What was advertised in a revolutionary American newspaper 250 years ago today?

“The PRINTER is reduced to the necessity of demanding half the year’s subscription money.”
In the final issue of his Virginia Gazette for 1775, Alexander Purdie called on subscribers “to pay in their subscriptions, to enable me to lay in a stock of paper for the winter,” and “all persons indebted to me for BOOKS, STATIONARY, [and] ADVERTISEMENTS” to settle their accounts. He asserted that it was “impossible to carry on such an expensive business, to the publick’s or his own satisfaction, without punctual payment.”
A week later, Purdie expressed even more alarm in a notice in the first edition of his Virginia Gazette for 1776. “CONSIDERING the great rise in the price of PAPER, the high expense attending the transportation of it to this place from Philadelphia, and the difficulty there is to procure it almost on any terms,” he explained, “the PRINTER is reduced to the necessity of demanding half the year’s subscription money from every new subscriber to his GAZETTE.” Newspaper subscribers often enjoyed generous credit, but Purdie made clear that was not a viable option. He simultaneously renewed his call “that those who owe him for the last 11 months” since he commenced publication of hisVirginia Gazette “send in their subscriptions” and “those that subscribed later … pay in to Dec. 31st … that he may begin a new account, this NEW YEAR, with all his customers.” Like many other printers, Purdie believed that he performed a valuable service for the public, “hop[ing] to be able to furnish them always with pleasing intelligence, even in these boisterous times.” Many readers may have considered “boisterous” an understatement as they read news and editorials about the war that commenced at Lexington and Concord the previous April.

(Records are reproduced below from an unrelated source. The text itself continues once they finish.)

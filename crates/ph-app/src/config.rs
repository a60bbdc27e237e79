//! Loading constants tables and scenario files from disk.

use crate::error::{AppError, AppResult};
use crate::scenario::ScenarioFile;
use ph_core::ChemConstants;
use serde::de::DeserializeOwned;
use std::path::Path;

#[derive(Debug, Clone, Copy, PartialEq, Eq)]
pub enum DocumentFormat {
    Yaml,
    Json,
}

impl DocumentFormat {
    pub fn from_path(path: &Path) -> AppResult<Self> {
        let ext = path
            .extension()
            .and_then(|e| e.to_str())
            .map(|e| e.to_ascii_lowercase());
        match ext.as_deref() {
            Some("yaml") | Some("yml") => Ok(Self::Yaml),
            Some("json") => Ok(Self::Json),
            _ => Err(AppError::UnsupportedFormat {
                path: path.to_path_buf(),
            }),
        }
    }
}

pub fn parse_document<T: DeserializeOwned>(content: &str, format: DocumentFormat) -> AppResult<T> {
    match format {
        DocumentFormat::Yaml => Ok(serde_yaml::from_str(content)?),
        DocumentFormat::Json => Ok(serde_json::from_str(content)?),
    }
}

fn read_document<T: DeserializeOwned>(path: &Path) -> AppResult<T> {
    let format = DocumentFormat::from_path(path)?;
    let content = std::fs::read_to_string(path).map_err(|source| AppError::FileRead {
        path: path.to_path_buf(),
        source,
    })?;
    parse_document(&content, format)
}

/// Load a constants table; omitted fields keep their standard values.
pub fn load_constants(path: &Path) -> AppResult<ChemConstants> {
    let constants: ChemConstants = read_document(path)?;
    constants.validate()?;
    tracing::debug!(path = %path.display(), "loaded constants table");
    Ok(constants)
}

pub fn load_scenarios(path: &Path) -> AppResult<ScenarioFile> {
    let file: ScenarioFile = read_document(path)?;
    tracing::debug!(
        path = %path.display(),
        count = file.scenarios.len(),
        "loaded scenario file"
    );
    Ok(file)
}

pub fn constants_to_yaml(constants: &ChemConstants) -> AppResult<String> {
    Ok(serde_yaml::to_string(constants)?)
}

Where Purdie placed his advertisement within the issue testifies to its urgency. Like other newspapers of the era, his Virginia Gazette consisted of four pages printed on a broadsheet and folded in half. Printers usually printed the first and fourth pages on one side, let it dry, and then printed the second and third pages on the other side. That meant that the news and advertisements that arrived in the printing office most recently appeared on the second and third pages, inside the folded newspaper. Purdie’s Virginia Gazette had a heading for “ADVERTISEMENTS” in the final column of the third page. He could have followed the example of other printers and given his notice a privileged place as the first item under that heading. Instead, he made it the first item in the first column on the fourth page. He placed his notice in the upper left corner of the final page, making it the first advertisement readers encountered then they turned to that page. That also guaranteed a spot for the printer’s notice. Purdie made it a priority rather than risking that news he had not yet received would be of such significance to justify crowding out his notice. Purdie made a savvy decision in choosing where to place his notice calling on subscribers and other customers to settle accounts.